The Business Consequences Are Real

Vercel’s CEO is signaling IPO readiness because AI agent infrastructure is generating real revenue. That’s great for Vercel. But here’s the uncomfortable part: every new platform, every new concentration of compute, every new data chokepoint is exactly the kind of target that makes sense to compromise.

Slate Auto raised $650M for EV trucks, which is its own story about how much capital still flows toward hard tech. But an EV manufacturer is also building connected infrastructure. Fleet management. Telematics. Charging networks. Every one of those is an attack surface.

Even Roblox—introducing age-appropriate account tiers for kids—is thinking about safety in terms of content moderation, not security architecture. Which makes sense for their use case, but it also means Roblox is becoming more valuable as a platform precisely because it’s building trust with a younger user base. That kind of trust is what makes platforms targets.

The orbital compute cluster from Kepler Communications is genuinely clever: 40 GPUs in orbit, available for compute work, starting with a customer like Sophia Space. But it’s also another concentration point. Another place where attackers will eventually look because the value-to-difficulty ratio is asymmetric. Breaking into one orbital cluster is harder than breaking into ground infrastructure, but the payoff is proportionally larger.

What I Actually Think

Here’s my honest take: we’re not going to solve this through better password policies or zero-trust architecture or whatever the latest CISO buzzword is.

The reason attacks are working at this scale is because the threat models that protected us 10 years ago assumed a certain amount of fragmentation. Your data was in one place. Your infrastructure was in one place. An attacker had to choose which target to pursue.

Now? Data is everywhere. Infrastructure is concentrated in ways we don’t fully understand.

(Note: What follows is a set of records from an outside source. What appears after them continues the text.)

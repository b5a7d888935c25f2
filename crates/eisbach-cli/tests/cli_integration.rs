//! CLI Integration Tests
//!
//! These tests run the `eisbach` binary and check its argument handling and
//! failure behavior. None of them need a running backend.
//!
//! ```
//! cargo test --package eisbach-cli --test cli_integration
//! ```

use std::process::{Command, Output};

/// Run eisbach with an isolated config directory and return output
fn run_eisbach(args: &[&str]) -> Output {
    let home = tempfile::tempdir().expect("Failed to create temp home");
    Command::new(env!("CARGO_BIN_EXE_eisbach"))
        .args(args)
        .env("HOME", home.path())
        .env("XDG_CONFIG_HOME", home.path().join(".config"))
        .env("XDG_CACHE_HOME", home.path().join(".cache"))
        .env_remove("EISBACH_API_URL")
        .env_remove("EISBACH_LOCALE")
        .output()
        .expect("Failed to run eisbach binary")
}

// =============================================================================
// Help and Version Tests
// =============================================================================

#[test]
fn test_help_command() {
    let output = run_eisbach(&["--help"]);

    assert!(output.status.success(), "Help should succeed");

    let stdout = String::from_utf8_lossy(&output.stdout);
    assert!(stdout.contains("Eisbach"), "Help should mention Eisbach");
    for command in ["conditions", "watch", "history", "surfers", "predict", "config"] {
        assert!(stdout.contains(command), "Help should list {command} command");
    }
}

#[test]
fn test_version_command() {
    let output = run_eisbach(&["--version"]);

    assert!(output.status.success(), "Version should succeed");
    let stdout = String::from_utf8_lossy(&output.stdout);
    assert!(
        stdout.contains(env!("CARGO_PKG_VERSION")),
        "Version output should contain the package version"
    );
}

#[test]
fn test_subcommand_help() {
    let output = run_eisbach(&["surfers", "add", "--help"]);

    assert!(output.status.success());
    let stdout = String::from_utf8_lossy(&output.stdout);
    assert!(stdout.contains("--count"));
    assert!(stdout.contains("--water-level"));
    assert!(stdout.contains("--timestamp"));
}

// =============================================================================
// Argument Validation Tests
// =============================================================================

#[test]
fn test_predict_rejects_invalid_hour() {
    let output = run_eisbach(&["predict", "--hour", "24"]);

    assert!(!output.status.success());
    let stderr = String::from_utf8_lossy(&output.stderr);
    assert!(stderr.contains("24"), "Error should name the rejected hour");
}

#[test]
fn test_history_rejects_unknown_view() {
    let output = run_eisbach(&["history", "--view", "weekly"]);

    assert!(!output.status.success());
}

#[test]
fn test_surfers_add_requires_count() {
    let output = run_eisbach(&["surfers", "add"]);

    assert!(!output.status.success());
    let stderr = String::from_utf8_lossy(&output.stderr);
    assert!(stderr.contains("--count"));
}

// =============================================================================
// Config Tests
// =============================================================================

#[test]
fn test_config_path() {
    let output = run_eisbach(&["config", "path"]);

    assert!(output.status.success());
    let stdout = String::from_utf8_lossy(&output.stdout);
    assert!(stdout.trim().ends_with("config.toml"));
}

#[test]
fn test_config_show_defaults() {
    let output = run_eisbach(&["config", "show"]);

    assert!(output.status.success());
    let stdout = String::from_utf8_lossy(&output.stdout);
    assert!(stdout.contains("api_url = \"http://localhost:8080\""));
    assert!(stdout.contains("alert_threshold = 140.0"));
}

// =============================================================================
// Backend Failure Tests
// =============================================================================

#[test]
fn test_conditions_unreachable_backend_fails() {
    let output = run_eisbach(&[
        "conditions",
        "--api-url",
        "http://127.0.0.1:9",
        "--no-cache",
        "--quiet",
    ]);

    assert!(!output.status.success());
    assert!(output.stdout.is_empty(), "No output on failure");
}

#[test]
fn test_invalid_api_url_fails() {
    let output = run_eisbach(&["surfers", "list", "--api-url", "not a url", "--quiet"]);

    assert!(!output.status.success());
}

Compute is moving to places—like orbital platforms—where the operational security challenges are completely different from ground infrastructure. And attackers have moved from “steal specific data” to “compromise the systems that manage everything.”

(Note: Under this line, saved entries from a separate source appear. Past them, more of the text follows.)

//! Crowd-sourced surfer counts and predictions.

use std::sync::Arc;

use eisbach_types::{NewSurferEntry, PredictionResponse, SurferEntry};
use time::{OffsetDateTime, UtcOffset};
use tracing::{info, warn};

use crate::client::{Transport, endpoints};
use crate::clock::Clock;
use crate::context::SourceContext;
use crate::fetch::{CachePolicy, DataSource, FetchOutcome, SourceConfig};
use crate::history::local_offset;
use crate::messages::{Locale, MessageSet};

/// Conditions recorded alongside a surfer count.
#[derive(Debug, Clone, Copy, Default, PartialEq)]
pub struct Readings {
    pub water_level: Option<f64>,
    pub water_flow: Option<f64>,
    pub water_temperature: Option<f64>,
}

impl Readings {
    /// Fill missing readings from `fallback`.
    #[must_use]
    pub fn or(self, fallback: Readings) -> Readings {
        Readings {
            water_level: self.water_level.or(fallback.water_level),
            water_flow: self.water_flow.or(fallback.water_flow),
            water_temperature: self.water_temperature.or(fallback.water_temperature),
        }
    }
}

/// Surfer entry list, submissions and predictions.
pub struct SurferLog {
    entries: DataSource<Vec<SurferEntry>>,
    prediction: DataSource<PredictionResponse>,
    transport: Arc<dyn Transport>,
    clock: Arc<dyn Clock>,
    offset: UtcOffset,
}

impl std::fmt::Debug for SurferLog {
    fn fmt(&self, f: &mut std::fmt::Formatter<'_>) -> std::fmt::Result {
        f.debug_struct("SurferLog")
            .field("entries", &self.entries)
            .field("prediction", &self.prediction)
            .finish()
    }
}

impl SurferLog {
    pub fn new(ctx: &SourceContext) -> Self {
        Self::with_offset(ctx, local_offset())
    }

    /// Create a log using `offset` for the default prediction hour.
    pub fn with_offset(ctx: &SourceContext, offset: UtcOffset) -> Self {
        let entries = ctx.source(SourceConfig::new("surfer entries", endpoints::SURFERS).messages(
            MessageSet::Surfers.messages(ctx.locale),
            MessageSet::Surfers.interval(),
        ));
        let prediction = ctx.source(SourceConfig::new("prediction", endpoints::PREDICT).messages(
            MessageSet::Prediction.messages(ctx.locale),
            MessageSet::Prediction.interval(),
        ));
        Self {
            entries,
            prediction,
            transport: Arc::clone(&ctx.transport),
            clock: Arc::clone(&ctx.clock),
            offset,
        }
    }

    pub fn entries(&self) -> &DataSource<Vec<SurferEntry>> {
        &self.entries
    }

    pub fn prediction(&self) -> &DataSource<PredictionResponse> {
        &self.prediction
    }

    /// Fetch all entries.
    pub async fn fetch_entries(&self) -> FetchOutcome {
        self.entries.fetch(&[], CachePolicy::Bypass).await
    }

    /// Submit a count, then re-fetch the entry list.
    ///
    /// `timestamp` defaults to now. A failed submission is recorded in the
    /// entries state and the list is left untouched.
    pub async fn add_entry(
        &self,
        count: u32,
        timestamp: Option<OffsetDateTime>,
        readings: Readings,
    ) -> FetchOutcome {
        let entry = NewSurferEntry {
            count,
            timestamp: timestamp.unwrap_or_else(|| self.clock.now()),
            water_level: readings.water_level,
            water_flow: readings.water_flow,
            water_temperature: readings.water_temperature,
        };

        let body = match serde_json::to_value(&entry) {
            Ok(body) => body,
            Err(e) => {
                self.entries
                    .record_error(format!("Failed to submit entry: {e}"));
                return FetchOutcome::Failed;
            }
        };

        if let Err(e) = self.transport.post_json(endpoints::SURFERS, &body).await {
            warn!(error = %e, count, "Failed to add surfer entry");
            self.entries
                .record_error(format!("Failed to add entry: {e}"));
            return FetchOutcome::Failed;
        }
        info!(count, "Added surfer entry");

        self.fetch_entries().await
    }

    /// Ask the backend for a prediction.
    ///
    /// `hour` defaults to the current local hour. Hours outside 0-23 are
    /// rejected without a request.
    pub async fn predict(&self, hour: Option<u8>, water_temperature: Option<f64>) -> FetchOutcome {
        let hour = hour.unwrap_or_else(|| self.clock.now().to_offset(self.offset).hour());
        if hour > 23 {
            self.prediction
                .record_error(format!("Invalid hour {hour}: expected 0-23"));
            return FetchOutcome::Failed;
        }

        let mut query = vec![("hour".to_string(), hour.to_string())];
        if let Some(t) = water_temperature {
            query.push(("water_temperature".to_string(), t.to_string()));
        }
        self.prediction.fetch(&query, CachePolicy::Bypass).await
    }

    pub fn set_locale(&self, locale: Locale) {
        self.entries
            .status()
            .set_messages(MessageSet::Surfers.messages(locale));
        self.prediction
            .status()
            .set_messages(MessageSet::Prediction.messages(locale));
    }
}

I think the real consequence of this wave isn’t going to be regulation or better security tools. It’s going to be a fundamental restructuring of how enterprises think about trust. Companies are already migrating away from Broadcom/VMware not because of technical failures but because of reputational ones. That pattern will accelerate.

Within 18 months, I’d predict you’ll see major enterprises shifting away from single-vendor infrastructure stacks, not for technical reasons but because the concentration risk is now too visible. It won’t be a coordinated move. It’ll look like individual business decisions. But it’ll be a response to living in a world where the attack surface is so large that your security depends on hoping the other guy’s customers get compromised first.

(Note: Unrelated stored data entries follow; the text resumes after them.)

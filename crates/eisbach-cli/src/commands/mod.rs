//! Command implementations for the CLI.

mod conditions;
mod config;
mod history;
mod predict;
mod surfers;
mod watch;

pub use conditions::{ConditionsArgs, cmd_conditions};
pub use config::cmd_config;
pub use history::{HistoryArgs, cmd_history};
pub use predict::{PredictArgs, cmd_predict};
pub use surfers::{SurfersArgs, cmd_surfers};
pub use watch::{WatchArgs, cmd_watch};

That’s not a security strategy. That’s a lottery.

Glowing digital globe display at night in Dubai Expo, showcasing illuminated continents. Photo by Denys Gromov / Pexels

What I’m Watching

Rowhammer variants hitting other GPU architectures. AMD and Intel publish security updates in the next 60 days—or they don’t. If they don’t, we’re in uncharted territory for how exploitable production infrastructure becomes. Watch for CVE filings in December.
Enterprise migration away from single-vendor stacks hitting 15% within Q2 2025. This is directional, not absolute. But Broadcom’s VMware situation is a signal. If major banks or cloud providers announce multi-vendor cloud strategies specifically citing risk concentration, that’s your indicator that the psychology has shifted.
Anodot’s customer list becoming public through ransom negotiation or leaked documents. The extortion angle here is critical. If we find out which companies got compromised, we’ll know whether this was targeted (nation-state level) or opportunistic (criminal). That determines whether Anodot becomes a one-off or the template for attacking analytics platforms systematically.
First major incident traced directly to Rowhammer on production Nvidia infrastructure. Not theoretical. Not in a lab. Actual operations disrupted because someone exploited DRAM flipping to escalate privileges on a GPU cluster running real workloads. The clock on this is probably 6-12 months.